Then he refers to the figure of one to two mesotheliomas per million persons per year which converted to a lifetime risk, assuming an average life of 70 years, gives a figure which is seen in some of the material that everyone has a 70 in 100 million chance of contracting mesothelioma simply from background. 

The next preliminary matter is that the exposures to asbestos which Mr Booth faced in our category A, that is, between 1937 to 1953, were capable on their own or in combination of causing mesothelioma.  If I could indicate that in respect to the background exposure, that is because of the material we are now looking at.  In relation to the home renovations, that was specifically dealt with at page 667 from lines 20 onwards where Professor Henderson described what is involved in the release of asbestos fibre when home renovations are occurring and he correctly emphasises at line 30 that the dust often remains in the home or the environment after the work has been done and at line 40 he observes 85 total cases of home renovations attributed mesothelioma in the register that I have been to. 
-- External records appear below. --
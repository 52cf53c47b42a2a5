//! Identity-key partition of two sibling collections.

use crate::model::{IdentityKey, SymbolNode};
use indexmap::IndexMap;

/// Result of partitioning one level of siblings: nodes only in the new
/// tree, nodes only in the old tree, and pairs present in both.
#[derive(Debug, Default)]
pub struct LevelDiff<'a> {
    /// New-side nodes with no old counterpart, in new-side declared order.
    pub added: Vec<&'a SymbolNode>,
    /// Old-side nodes with no new counterpart, in old-side declared order.
    pub removed: Vec<&'a SymbolNode>,
    /// Matched pairs `(old, new)`, in old-side declared order.
    pub matched: Vec<(&'a SymbolNode, &'a SymbolNode)>,
}

impl LevelDiff<'_> {
    #[must_use]
    pub fn is_empty(&self) -> bool {
        self.added.is_empty() && self.removed.is_empty() && self.matched.is_empty()
    }
}

/// Partition two ordered sibling collections by identity key.
///
/// Key-indexed lookup, linear in the number of siblings. Sibling order
/// never affects which nodes match, only the order of the output sets.
/// Duplicate keys within one side are rejected up front by the engine's
/// tree validation; a duplicate reaching this point would shadow its
/// predecessor.
pub fn partition<'a>(
    old: impl IntoIterator<Item = &'a SymbolNode>,
    new: impl IntoIterator<Item = &'a SymbolNode>,
) -> LevelDiff<'a> {
    let mut new_by_key: IndexMap<IdentityKey<'a>, &'a SymbolNode> = new
        .into_iter()
        .enumerate()
        .map(|(ordinal, node)| (node.identity_key(ordinal), node))
        .collect();

    let mut diff = LevelDiff::default();
    for (ordinal, node) in old.into_iter().enumerate() {
        match new_by_key.shift_remove(&node.identity_key(ordinal)) {
            Some(counterpart) => diff.matched.push((node, counterpart)),
            None => diff.removed.push(node),
        }
    }
    // shift_remove keeps the survivors in declared order.
    diff.added = new_by_key.into_values().collect();
    diff
}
The other matter he notes about home renovations at the foot of that page and over is that the earlier the exposure, everything else being equal, the greater its power in risk terms.  So for the given exposures which Mr Booth faced, around eight, his risk was two to three times greater for an exposure of the same level which occurred later in life.  Another aspect is to consider the types of asbestos in home renovations which were of the more dangerous types.  Dr Leigh, at page 759 in the passage I have been to, also referred to these brief exposures being capable of causing asbestos. 

In relation to his work on the truck, if I could just refer to page 659 where there is a description between lines 20 to 30 of what occurred, and at page 666 at about line 25 Professor Henderson considered, given what is known, that the type of asbestos he was there exposed to may have been the worse amphibole type.  Your Honours, they are the matters that we consider to be relatively non‑controversial which set the stage for debate.

In our proposition six, we take up a point which was addressed in our submissions which was, what was legally involved in a finding of causation given the exposures in different periods and to different types of asbestos?  We would submit that the plaintiff’s case needed to involve, in order to obtain a judgment against both defendants, these three propositions.  The first proposition was that his two sources of exposure prior to 1953 did not in fact realise their individual and cumulative capacities.  Had they done so, that is, had they achieved their capacities and by 1953 he was a person who irreversibly would suffer the disease as and when he did, any later exposure would not be causative in law, he was already fully injured.  So that was a proposition implicit in the case, necessarily implicit.

The second, pursuing it chronologically, is in the 1953 to 1962 period which concerns my client.  The plaintiff’s case involved the proposition that some of the fibres to which he was exposed in that period played a necessary role in his subsequent contraction of the disease and those fibres either were or included Amaca’s fibres as opposed to being solely attributable to other sources.

The third matter in order to sustain a verdict against both defendants was that as of 1962 Mr Booth was a person potentially but not actually injured in the sense that the changes in his body up until then had put him on the path to the disease, but there needed to be a further contribution from Mr Watson’s client post‑1962 for the disease to manifest in 2008.  If that were not true, then Amaba could not have been held liable.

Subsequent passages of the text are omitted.